Paleniska, pozostałości pieców, jam zasobowych i dołków posłupowych, które niegdyś utrzymywały konstrukcje budynków - odkryli archeolodzy w Sacharewie obok Hajnówki w Puszczy Białowieskiej. Na relikty osady sprzed 2 tys. lat natrafiono dzięki... pracy kretów.

REKLAMA

Do znaleziska doszło przypadkowo, kiedy naukowcy poszukiwali odpowiedniego miejsca do wykonania odwiertów geologicznych w celu rozpoznania lokalnego środowiska naturalnego.

Krecia robota

Śródleśna polana, tuż przy korycie rzeki Leśna, pełna była kretowisk. Dostrzegliśmy w nich mnóstwo pradziejowych fragmentów naczyń ceramicznych, wypchniętych ku powierzchni przez krety - opowiada dr Kamil Niedziółka z Instytutu Archeologii UKSW w Warszawie.

Według wstępnej analizy większość z tych fragmentów naczyń pochodziła z pierwszych wieków n.e. W czasie wykopalisk znaleziono też pozostałości po paleniskach, piecach i jamach zasobowych. Pobrane z tych ostatnich próbki ziemi zostaną poddane specjalistycznej analizie. Być może uda się stwierdzić, co w nich przechowywano.

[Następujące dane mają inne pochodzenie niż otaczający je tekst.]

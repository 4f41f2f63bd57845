//! Record grouping and the per-country aggregate statistics used by the map.

use crate::record::Record;
use std::collections::HashMap;

/// Records split into region-level aggregates and countries.
#[derive(Debug, Clone, Default, PartialEq)]
pub struct GroupedRecords {
    /// Aggregate entries keyed by display name ("Europe", "World", ...).
    pub aggregates: HashMap<String, Vec<Record>>,
    /// Country entries keyed by iso code.
    pub countries: HashMap<String, Vec<Record>>,
}

/// Partition records into aggregates (by location) and countries (by iso code).
/// Input order is kept within each group.
pub fn partition(records: &[Record]) -> GroupedRecords {
    let mut grouped = GroupedRecords::default();
    for record in records {
        let (map, key) = if record.is_aggregate() {
            (&mut grouped.aggregates, &record.location)
        } else {
            (&mut grouped.countries, &record.iso_code)
        };
        map.entry(key.clone()).or_default().push(record.clone());
    }
    grouped
}

/// Maximum metric per iso code, seeded at zero. Records without a numeric
/// metric are left out; an iso code with no numeric record has no entry.
pub fn max_metric_by_iso(records: &[Record]) -> HashMap<&str, f64> {
    let mut maxima: HashMap<&str, f64> = HashMap::new();
    for record in records {
        if let Some(value) = record.total_cases_per_million {
            let entry = maxima.entry(record.iso_code.as_str()).or_insert(0.0);
            *entry = entry.max(value);
        }
    }
    maxima
}

/// Display name per iso code, taken from the first record carrying it.
pub fn location_by_iso(records: &[Record]) -> HashMap<&str, &str> {
    let mut names: HashMap<&str, &str> = HashMap::new();
    for record in records {
        names
            .entry(record.iso_code.as_str())
            .or_insert(record.location.as_str());
    }
    names
}

/// Largest value of an iterator of floats, `None` when empty.
pub fn max_value(values: impl IntoIterator<Item = f64>) -> Option<f64> {
    values.into_iter().fold(None, |acc, v| match acc {
        Some(m) if m >= v => Some(m),
        _ => Some(v),
    })
}

/// (min, max) of an iterator of ordered values, `None` when empty.
pub fn extent<T: PartialOrd + Copy>(values: impl IntoIterator<Item = T>) -> Option<(T, T)> {
    values.into_iter().fold(None, |acc, v| match acc {
        None => Some((v, v)),
        Some((lo, hi)) => Some((
            if v < lo { v } else { lo },
            if v > hi { v } else { hi },
        )),
    })
}

#[cfg(test)]
mod tests {
    use super::*;

    fn sample() -> Vec<Record> {
        vec![
            Record::new("France", "FRA", "2021-01-02", Some(20.0)),
            Record::new("Europe", "OWID_EUR", "2021-01-01", Some(5.0)),
            Record::new("France", "FRA", "2021-01-01", Some(10.0)),
            Record::new("Germany", "DEU", "2021-01-01", None),
            Record::new("World", "OWID_WRL", "2021-01-01", Some(7.0)),
            Record::new("Negative", "NEG", "2021-01-01", Some(-3.0)),
        ]
    }

    #[test]
    fn test_partition() {
        let grouped = partition(&sample());
        assert_eq!(grouped.aggregates.len(), 2);
        assert!(grouped.aggregates.contains_key("Europe"));
        assert!(grouped.aggregates.contains_key("World"));
        assert_eq!(grouped.countries.len(), 3);
        let france = &grouped.countries["FRA"];
        assert_eq!(france.len(), 2);
        // input order kept
        assert_eq!(france[0].date, "2021-01-02");
        assert!(!grouped.countries.contains_key("OWID_EUR"));
    }

    #[test]
    fn test_max_metric_by_iso() {
        let records = sample();
        let maxima = max_metric_by_iso(&records);
        assert_eq!(maxima.get("FRA"), Some(&20.0));
        assert_eq!(maxima.get("DEU"), None);
        // seeded at zero
        assert_eq!(maxima.get("NEG"), Some(&0.0));
    }

    #[test]
    fn test_location_by_iso_first_wins() {
        let mut records = sample();
        records.push(Record::new("République française", "FRA", "2021-01-03", None));
        let names = location_by_iso(&records);
        assert_eq!(names.get("FRA"), Some(&"France"));
    }

    #[test]
    fn test_max_value_and_extent() {
        assert_eq!(max_value(vec![1.0, 5.0, 3.0]), Some(5.0));
        assert_eq!(max_value(Vec::new()), None);
        assert_eq!(extent(vec![3, 1, 2]), Some((1, 3)));
        assert_eq!(extent(Vec::<i32>::new()), None);
    }
}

Archeolodzy natknęli się też na pozostałości po prostych konstrukcjach.

Są to ślady po jednej z zaledwie kilku dobrze zachowanych pradziejowych osad, odkrytych dotychczas na terenie Puszczy Białowieskiej - mówi dr Niedziółka. Dodał, że najczęściej archeolodzy odkrywają tylko pojedyncze fragmenty naczyń ceramicznych, bez kontekstu w postaci takiej infrastruktury, jaka została odkryta w Sacharewie.

W drodze na południe

Zdaniem eksperta, osadę początkowo mogły zamieszkiwać lokalne społeczności, zaś od II wieku naszej ery mogli się tam pojawić Goci, wędrujący na południe Europy.

W trakcie wykopalisk odkryto też pojedyncze, znacznie wcześniejsze zabytki. Krzemienne ostrza mają nawet 4 tysiące lat. W czasie badań w Leśnictwie Sacharewo archeolodzy znaleźli również ślady po działalności człowieka z XVII w.

W pobliżu służących do produkcji węgla drzewnego mielerzy, naukowcy natknęli się m.in. na monety - tzw. boratynki, czyli szelągi z czasów panowania króla Jana Kazimierza.

Studencki projekt, spektakularne odkrycie

Wykopaliska prowadzono w czerwcu i lipcu w ramach projektu "Dziedzictwo kulturowe i przyrodnicze Puszczy Białowieskiej", kierowanego przez Instytut Archeologii UKSW. Wykopaliskami objęto kilkanaście stanowisk archeologicznych.


Większość z nich wytypowano do badań dzięki zastosowaniu lotniczego skanowania laserowego, które pozwoliło namierzyć setki nieznanych wcześniej śladów dawnej działalności człowieka: kurhanów, mielerzy, smolarni, czy też zarysów starych miedz. Znaleziska dotyczą terenu całej polskiej części Puszczy Białowieskiej, łącznie z obszarem Parku Narodowego.